The shows that mostly escape this are ones telling one-season contained stories in an anthology manner — “Fargo,” for instance — or those that go in with a clear beginning, middle and end plotted out, like Vince Gilligan’s “Breaking Bad” and “Better Call Saul,” which follow the shape of classical tragedy; or “Game Of Thrones,” which has all along been building towards an overthrowing of the system, a disruption of the patriarchy and a battle against the White Walkers. But too many other shows have a beginning, eight seasons of middle, and eventually an end.
The longer you go on, the more likely it is you’ll fail to stick the landing (it’s notable that some of the greatest shows, like “Freaks & Geeks” or “Hannibal,” are the ones that were cancelled well before they could finish their stories).
If it sounds like I’m pointing fingers, that’s not my intention at all. The point is more that the serialized prestige TV drama — and doubly so the serialized streaming prestige TV drama — is a relatively new form. We’ve had 100 years of movies, roughly 500 of the novel and two millennia of the stage play, and people still mess up the story structures of those all the time.
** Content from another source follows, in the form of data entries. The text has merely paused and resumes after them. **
//! Refresh broadcaster: one per dashboard session.
//!
//! Holds the refresh generation (starts at 0, +1 per publish) and the time of
//! the last publish. Panels learn that a refetch is warranted by subscribing,
//! never by comparing timestamps.

use std::sync::atomic::{AtomicU64, Ordering};
use std::sync::{Arc, Weak};

use chrono::{DateTime, Utc};
use parking_lot::Mutex;
use tokio::sync::watch;

#[derive(Debug, Clone, Copy, Default, PartialEq, Eq)]
pub struct RefreshState {
    pub generation: u64,
    pub last_refresh_at: Option<DateTime<Utc>>,
}

type Callback = Arc<dyn Fn(u64) + Send + Sync>;

struct Subscriber {
    id: u64,
    callback: Callback,
    /// Highest generation delivered to this subscriber.
    delivered: Arc<AtomicU64>,
}

pub struct RefreshBroadcaster {
    state: watch::Sender<RefreshState>,
    subscribers: Mutex<Vec<Subscriber>>,
    next_id: AtomicU64,
}

impl RefreshBroadcaster {
    pub fn new() -> Arc<Self> {
        let (state, _) = watch::channel(RefreshState::default());
        Arc::new(Self {
            state,
            subscribers: Mutex::new(Vec::new()),
            next_id: AtomicU64::new(1),
        })
    }

    /// Bump the generation and notify every current subscriber.
    pub fn publish(&self) {
        let (generation, targets) = {
            let subscribers = self.subscribers.lock();
            let mut generation = 0;
            self.state.send_modify(|s| {
                s.generation += 1;
                s.last_refresh_at = Some(Utc::now());
                generation = s.generation;
            });
            let targets: Vec<(Callback, Arc<AtomicU64>)> = subscribers
                .iter()
                .map(|s| (s.callback.clone(), s.delivered.clone()))
                .collect();
            (generation, targets)
        };

        log::debug!(
            "Refresh: generation {} published to {} subscriber(s)",
            generation,
            targets.len()
        );

        // Delivered outside the lock so callbacks may publish or unsubscribe.
        for (callback, delivered) in targets {
            if delivered.fetch_max(generation, Ordering::AcqRel) < generation {
                callback(generation);
            }
        }
    }

    pub fn generation(&self) -> u64 {
        self.state.borrow().generation
    }

    pub fn last_refresh_at(&self) -> Option<DateTime<Utc>> {
        self.state.borrow().last_refresh_at
    }

    pub fn snapshot(&self) -> RefreshState {
        *self.state.borrow()
    }

    /// Receiver for async consumers. Always yields the current generation,
    /// even if intermediate publishes were coalesced.
    pub fn watch(&self) -> watch::Receiver<RefreshState> {
        self.state.subscribe()
    }

    /// Invoke `callback` once per generation bump until the returned
    /// subscription is dropped or unsubscribed.
    pub fn subscribe(
        self: &Arc<Self>,
        callback: impl Fn(u64) + Send + Sync + 'static,
    ) -> Subscription {
        let id = self.next_id.fetch_add(1, Ordering::Relaxed);
        let mut subscribers = self.subscribers.lock();
        subscribers.push(Subscriber {
            id,
            callback: Arc::new(callback),
            delivered: Arc::new(AtomicU64::new(self.state.borrow().generation)),
        });
        Subscription {
            broadcaster: Arc::downgrade(self),
            id,
        }
    }

    pub fn subscriber_count(&self) -> usize {
        self.subscribers.lock().len()
    }

    fn remove(&self, id: u64) {
        self.subscribers.lock().retain(|s| s.id != id);
    }
}

/// Disposer returned by [`RefreshBroadcaster::subscribe`].
pub struct Subscription {
    broadcaster: Weak<RefreshBroadcaster>,
    id: u64,
}

impl Subscription {
    pub fn unsubscribe(self) {
        // Drop does the work.
    }
}

impl Drop for Subscription {
    fn drop(&mut self) {
        if let Some(broadcaster) = self.broadcaster.upgrade() {
            broadcaster.remove(self.id);
        }
    }
}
It’s hard to find a story that can be told organically over not just 10 episodes, but 50 or more. And it’s just as hard to juggle plotting and pacing with the demands of telling a story across an individual episode, and it’s hard to adjust your show to the various ways that people now absorb TV.
That said, it’s an exciting time watching this new form evolve, and people are going to get better at it, learning from each other’s mistakes and their own. “Stranger Things” is a great example, a show that takes exactly the right amount of time it needs to tell its story (and interviews suggest that they have a good approach to avoid the second-season slump going forward). But at a time when peak TV provides us with literally too many good options to watch, audiences are increasingly less patient, and creators might need to cut back on the filler if they want their shows to last.
Where Is your source that says Mr. Robot season 2 has universally been deemed a disappointment…it has 98% fresh score. Is that fact or opinion?
Looking for an explanation as to how Friday Night Lights creatively rebounded and Twin Peaks didn’t?
when did Twin Peaks creatively rebound???
If the second season had its high and low points, the ending of the series and Fire Walk With Me are absolutely brilliant.
Well said re Bloodline especially
Good article. I’m sick of hearing contemporary TV is better than cinema.
I can’t get in to mr. robot. The acting is so bad. I lasted until halfway through episode 3… It’s really really bad.